Tuesday, February 12, 2013
We can learn a lot from animals.
Lately Gizmo has been channeling Simba. I had some hot dog rolls on the counter for a few days. In a package, of course. I woke early one morning & heard some odd sounds. I've learned over the years that you ignore strange sounds at your own peril (something DH has yet to learn).
So I got up to investigate & found Giz happily gnawing thru the package & the rolls. We'd always blamed Simba for the bread attacks . . . that's why I thought it was safe to leave bread out now.
Last night was even more surprising to me. Gizmo chose to come lay on me despite the fact that Chester was at my feet. While he has occasionally lain on me when a dog is also there, it's very, very rare. He even curled up on my shoulder like Simba loved to do (and Giz NEVER does that).
Even more surprising was the fact that he stayed snoozing on the couch when I got up . . . even tho Chester was still there (on the opposite end); even tho he NEVER snoozes on the couch - but Simba often did.
It's been a month . . . life is so much easier now: I'm not as tired, the house is much cleaner, I'm doing a lot more cooking & baking . . . life is getting back to normal. I still miss him so much & it still hits at odd moments thru out the day. There probably isn't a day that goes by that I don't think of him, but I know that as time goes by that will happen.

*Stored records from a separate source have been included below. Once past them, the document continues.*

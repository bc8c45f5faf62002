//! Configuration validation.
//!
//! # Responsibilities
//! - Semantic validation (serde handles syntactic)
//! - Check that every breaker is named and names are unique
//! - Check that the trailing window divides evenly into buckets
//! - Check percentage thresholds stay within 0-100
//!
//! # Design Decisions
//! - Returns all validation errors, not just first
//! - Validation is pure function: BreakerConfig → Result<(), Vec<ConfigError>>
//! - Settings are validated after unset fields take their defaults

use std::collections::HashSet;

use thiserror::Error;

use crate::config::schema::{BreakerConfig, BreakerSettings, CELL_COUNT};

/// Breaker construction failures.
#[derive(Debug, Clone, PartialEq, Eq, Error)]
pub enum ConfigError {
    /// Breakers must be named.
    #[error("breaker name is required")]
    NameRequired,

    /// The trailing window must split evenly into buckets.
    #[error("breaker `{name}`: interval {interval_secs}s is not a multiple of {cells}")]
    IntervalNotDivisible {
        name: String,
        interval_secs: u64,
        cells: u64,
    },

    /// A percentage threshold above 100.
    #[error("breaker `{name}`: {field} = {value} is outside 0-100")]
    ThresholdOutOfRange {
        name: String,
        field: &'static str,
        value: u8,
    },

    /// A second breaker under an already registered name.
    #[error("breaker `{0}` is already registered")]
    DuplicateName(String),

    /// The breaker's ingestion worker thread could not be started.
    #[error("breaker `{name}`: failed to start ingestion worker: {reason}")]
    WorkerSpawn { name: String, reason: String },
}

/// Validate one breaker's settings, stopping at the first problem.
pub fn validate_settings(settings: &BreakerSettings) -> Result<(), ConfigError> {
    match settings_errors(settings).into_iter().next() {
        Some(err) => Err(err),
        None => Ok(()),
    }
}

/// Validate a whole configuration, collecting every problem.
pub fn validate_config(config: &BreakerConfig) -> Result<(), Vec<ConfigError>> {
    let mut errors = Vec::new();

    // The template is never registered under its own name.
    let template = BreakerSettings {
        name: "defaults".to_string(),
        ..config.defaults.clone()
    };
    errors.extend(settings_errors(&template));

    let mut seen = HashSet::new();
    for settings in &config.breakers {
        errors.extend(settings_errors(settings));
        if !settings.name.is_empty() && !seen.insert(settings.name.as_str()) {
            errors.push(ConfigError::DuplicateName(settings.name.clone()));
        }
    }

    if errors.is_empty() {
        Ok(())
    } else {
        Err(errors)
    }
}

fn settings_errors(settings: &BreakerSettings) -> Vec<ConfigError> {
    let settings = settings.clone().normalized();
    let mut errors = Vec::new();

    if settings.name.is_empty() {
        errors.push(ConfigError::NameRequired);
    }
    if settings.interval_secs % CELL_COUNT != 0 {
        errors.push(ConfigError::IntervalNotDivisible {
            name: settings.name.clone(),
            interval_secs: settings.interval_secs,
            cells: CELL_COUNT,
        });
    }
    for (field, value) in [
        ("error_percent_threshold", settings.error_percent_threshold),
        ("probe_error_percent_threshold", settings.probe_error_percent_threshold),
    ] {
        if value > 100 {
            errors.push(ConfigError::ThresholdOutOfRange {
                name: settings.name.clone(),
                field,
                value,
            });
        }
    }
    errors
}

Of course, we'd know Giz was REALLY channeling Simba if he climbed over the dogs to lay on my (unlikely; he's a scaredy cat) because Simba couldn't care less who he walked over to get what he wanted.
All of that got me to thinking this morning. Who do we channel? When you want a healthy lifestyle but those surrounding you don't -- who you gonna copy?
I think the answer for me is my spark buddies! And my WW buddies. I wouldn't be where I am now without you guys. So thank you.
I had another small aha! moment yesterday. I'm a homebody. While I don't like to clean, I do enjoy taking care of the animals (for the most part); cooking & baking to make sure DH gets at least SOME healthy meals; crafting (not lately); exercising in small bursts thru out the day.
So different from my father who seems to measure his worth by how many activities he attends - even if he sleeps thru most of them. And I realized I probably became so different because of the way my father is. So I suppose, in the end,I have to thank him for showing me how I don't want to be.
Who are your role models? How have they helped you?